A Non-Technical Introduction to Transformers
In this article I will endeavour to demystify Transformer deep learning networks, the technology behind ChatGPT and the explosion in new AI driven products.
Inspired by ChatGPT, generative AI is popping up everywhere — from Microsoft Office and Google products to new apps daily. Governments are wondering how to limit AI due to safety concerns and simultaneously are worried they will miss out on economic growth if they don’t invest in its development!
Generative AI is surfacing in healthcare products at a pace exceeding regulation which puts the onus on clinicians and administrators to decide how and if this technology is safe to use.
This article will provide a brief overview of how transformer deep learning networks have changed the field of AI and a high-level intuition of how they work.
Because this is a high-level introduction, I will not cover embedding vectors, positional encoding, or how attention heads work.
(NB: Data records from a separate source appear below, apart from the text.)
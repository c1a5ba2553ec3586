//! Transport implementations.
//!
//! This module contains concrete implementations of the transport traits and
//! the [`crate::connection::Connector`] used to open them.

pub mod memory;

pub use memory::{InMemoryBroker, InMemoryTransport};
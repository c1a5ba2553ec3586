//! Error types for queue storage operations.

use thiserror::Error;

/// Comprehensive error type for all queue storage operations
#[derive(Debug, Error)]
pub enum QueueError {
    #[error("{component} should be initialized before calling this method")]
    NotInitialized { component: String },

    #[error("Connection failed: {message}")]
    ConnectionFailed { message: String },

    #[error("Authentication failed: {message}")]
    AuthenticationFailed { message: String },

    #[error("Failed to send {failed} of {total} messages: {message}")]
    SendFailed {
        failed: usize,
        total: usize,
        message: String,
    },

    #[error("Error while deserializing message {message_id}: {reason}")]
    MalformedMessage { message_id: String, reason: String },

    #[error("Operation was cancelled")]
    Cancelled,

    #[error("Link '{link}' is closed")]
    LinkClosed { link: String },

    #[error("Session is closed")]
    SessionClosed,

    #[error("Settlement of message {message_id} failed: {message}")]
    SettlementFailed { message_id: String, message: String },

    #[error("Configuration error: {0}")]
    Configuration(#[from] ConfigurationError),

    #[error("Validation error: {0}")]
    Validation(#[from] ValidationError),
}

impl QueueError {
    /// Check if error is transient, so repeating the operation may succeed
    pub fn is_transient(&self) -> bool {
        match self {
            Self::NotInitialized { .. } => false,
            Self::ConnectionFailed { .. } => true,
            Self::AuthenticationFailed { .. } => false,
            // Re-sending may duplicate items the broker already accepted
            Self::SendFailed { .. } => false,
            Self::MalformedMessage { .. } => false,
            Self::Cancelled => false,
            Self::LinkClosed { .. } => true,
            Self::SessionClosed => true,
            Self::SettlementFailed { .. } => false,
            Self::Configuration(_) => false,
            Self::Validation(_) => false,
        }
    }

    pub(crate) fn not_initialized(component: &str) -> Self {
        Self::NotInitialized {
            component: component.to_string(),
        }
    }
}

/// Configuration errors
#[derive(Debug, Error)]
pub enum ConfigurationError {
    #[error("{key} is not defined")]
    Missing { key: String },

    #[error("Minimum value for {key} is {minimum}")]
    BelowMinimum { key: String, minimum: u64 },

    #[error("Configuration parsing failed: {message}")]
    Parsing { message: String },
}

impl ConfigurationError {
    pub(crate) fn missing(key: &str) -> Self {
        Self::Missing {
            key: key.to_string(),
        }
    }

    pub(crate) fn below_minimum(key: &str, minimum: u64) -> Self {
        Self::BelowMinimum {
            key: key.to_string(),
            minimum,
        }
    }
}

impl From<config::ConfigError> for ConfigurationError {
    fn from(err: config::ConfigError) -> Self {
        Self::Parsing {
            message: err.to_string(),
        }
    }
}

/// Validation errors for caller-supplied arguments
#[derive(Debug, Error)]
pub enum ValidationError {
    #[error("Required field missing: {field}")]
    Required { field: String },

    #[error("Value out of range for {field}: {message}")]
    OutOfRange { field: String, message: String },
}

#[cfg(test)]
#[path = "error_tests.rs"]
mod tests;
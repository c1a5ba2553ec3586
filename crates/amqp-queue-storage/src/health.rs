//! Health reporting for probes.

use serde::Serialize;
use std::fmt;

#[cfg(test)]
#[path = "health_tests.rs"]
mod tests;

/// Kind of probe asking for health
#[derive(Debug, Clone, Copy, PartialEq, Eq, Hash, Serialize)]
pub enum HealthCheckTag {
    Startup,
    /// Failing liveness means the process should be restarted
    Liveness,
    /// Failing readiness means the process should not receive work yet
    Readiness,
}

#[derive(Debug, Clone, Copy, PartialEq, Eq, PartialOrd, Ord, Hash, Serialize)]
pub enum HealthStatus {
    Unhealthy,
    Degraded,
    Healthy,
}

/// Health check result for a single component
#[derive(Debug, Clone, PartialEq, Eq, Serialize)]
pub struct HealthCheckResult {
    pub status: HealthStatus,
    pub description: Option<String>,
}

impl HealthCheckResult {
    pub fn healthy() -> Self {
        Self {
            status: HealthStatus::Healthy,
            description: None,
        }
    }

    pub fn degraded(description: impl Into<String>) -> Self {
        Self {
            status: HealthStatus::Degraded,
            description: Some(description.into()),
        }
    }

    pub fn unhealthy(description: impl Into<String>) -> Self {
        Self {
            status: HealthStatus::Unhealthy,
            description: Some(description.into()),
        }
    }

    /// Result for a component that has not finished initializing.
    ///
    /// Liveness probes see it as unhealthy, all other probes as degraded so a
    /// warming-up process is not killed.
    pub fn not_initialized(component: &str, tag: HealthCheckTag) -> Self {
        let description = format!("{component} is not yet initialized");
        match tag {
            HealthCheckTag::Liveness => Self::unhealthy(description),
            _ => Self::degraded(description),
        }
    }

    pub fn is_healthy(&self) -> bool {
        self.status == HealthStatus::Healthy
    }
}

impl fmt::Display for HealthCheckResult {
    fn fmt(&self, f: &mut fmt::Formatter<'_>) -> fmt::Result {
        match &self.description {
            Some(description) => write!(f, "{:?}: {}", self.status, description),
            None => write!(f, "{:?}", self.status),
        }
    }
}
I will review these concepts in future articles.
What’s Different About Transformer Networks?
Before transformer networks, we had developed methods for building statistical models, predictive analytics and AI using numbers and categorical (structured) data. However, despite decades of research, computers cannot understand language and have no automated way to understand commonsense reasoning or build knowledge about the world.
For example, today, using an electronic medical record (EMR) or a patient management system (PMS), a doctor can quickly get a historical plot of lab results or a graph of categorical data captured from questionnaires. But a doctor cannot ask the EMR/PMS to summarise a patient’s last ten years of cardiac history. She will have to go through previous notes page-by-page, the same as a doctor 100 years ago — except on a computer screen rather than paper, and now with an order of magnitude more data to review.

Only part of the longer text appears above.